Another Friend, Chris Evans, of North East London Area Meeting said: ‘I am at a point in my career where I have had a long period off work due to ill health and am in the process of changing jobs, both of which promote reflection.’
Being a Quaker ‘definitely’ affects the way that he works. Chris explained: ‘I am a social worker, therapist, and manager. While my choice of career path predates me becoming a Quaker my current practice is certainly influenced.
‘The organisation I am moving to has values which include “valuing the unique worth of every individual”. That does not seem very far from Quaker values, and the organisation’s value base has certainly influenced my decision to move.’
Constant challenges
Having chosen a career according to their faith, Friends have the challenge of working in a manner that is in line with that faith. MEP Jude Kirton-Darling, of Hexham Meeting, says that being a Quaker is an intrinsic part of herself and affects everything she does.

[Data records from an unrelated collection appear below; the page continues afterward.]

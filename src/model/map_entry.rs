// SPDX-FileCopyrightText: 2026 Bruno Meilick
// SPDX-License-Identifier: LicenseRef-Mindweave-FreeUse-NoCopy-NoDerivatives
//
// All rights reserved.
//
// This file is part of Mindweave and is proprietary software.
// Unauthorized copying, modification, or distribution is prohibited.

use chrono::{DateTime, Utc};
use serde::{Deserialize, Serialize};

use super::ids::{MapId, OwnerId};

/// Catalog metadata for one stored map. The document payload lives under its own key.
#[derive(Debug, Clone, PartialEq, Eq, Serialize, Deserialize)]
#[serde(rename_all = "camelCase")]
pub struct MapEntry {
    pub id: MapId,
    pub name: String,
    pub created_at: DateTime<Utc>,
    pub updated_at: DateTime<Utc>,
    pub owner_id: OwnerId,
}

impl MapEntry {
    pub fn new(id: MapId, name: impl Into<String>, owner_id: OwnerId, now: DateTime<Utc>) -> Self {
        Self {
            id,
            name: name.into(),
            created_at: now,
            updated_at: now,
            owner_id,
        }
    }

    pub fn touch(&mut self, now: DateTime<Utc>) {
        self.updated_at = now;
    }
}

Jude said: ‘As a new MEP in a very politically diverse parliament, in a volatile time in our region’s history, there are many ways that I feel my faith is a support and also a challenge – sometimes speaking truth to power is not the easiest thing in reality. Sometimes fundamental values can be in direct conflict with political imperatives. It means that there are constant challenges.’
Jude says it’s very difficult to say how her faith affects her work. ‘Our shared office team operates in a fairly egalitarian manner with everyone equally valued and engaged – from interns to MEPs. I think in parliamentary business Quaker business methods, although not directly transferable, influence the way in which I chair meetings and try to build consensus and address conflicts. I take time out every day to reflect on what is going on – this might sound trite but in a hectic parliamentary environment it’s not always easy.’
The support of Friends
In living their faith in action Friends often draw on support from other Quakers whose example they follow. Jennifer said she admires: ‘Those who work within the mainstream, who have to uphold their values in a context that is sometimes hostile.’
Chris said: ‘A Friend who inspired me (and other social workers and community workers) for his reflection of Quaker values worked as a community worker with refugees and asylum seekers in Newham and is a Friend at Wanstead.’
Jude says she admires: ‘So many in many different workplaces. I remain constantly inspired by mum’s work on conflict resolution in schools in Teeside and with the CAB [Citizens Advice Bureau]. A member of my Meeting in Hexham, professor Jenny Cozens’ work on compassion in healthcare is inspiring. Then there are Quakers working inside the EU institutions valiantly defending peacebuilding and human rights.’
Craig said: ‘I have been encouraged and supported by Friends from my Local Meeting, who have supported me and my family with discerning our direction, and providing crucial early support to City of Sanctuary, and faithful friendship during our time in Zimbabwe.
‘I have also been inspired by the example of Huw Evans from Sheffield Meeting, who has built up a twelve-acre market gardening site called “Sheffield Organic Growers”, where I was able to gain valuable experience as a novice grower. I am now working with another Friend, Heather Hunt, to develop a similar market gardening project on the edge of Sheffield called “Friends’ Field”.’
Friends, in 2016, continue living their ‘faith in action’ in the workplace despite the numerous challenges that they face.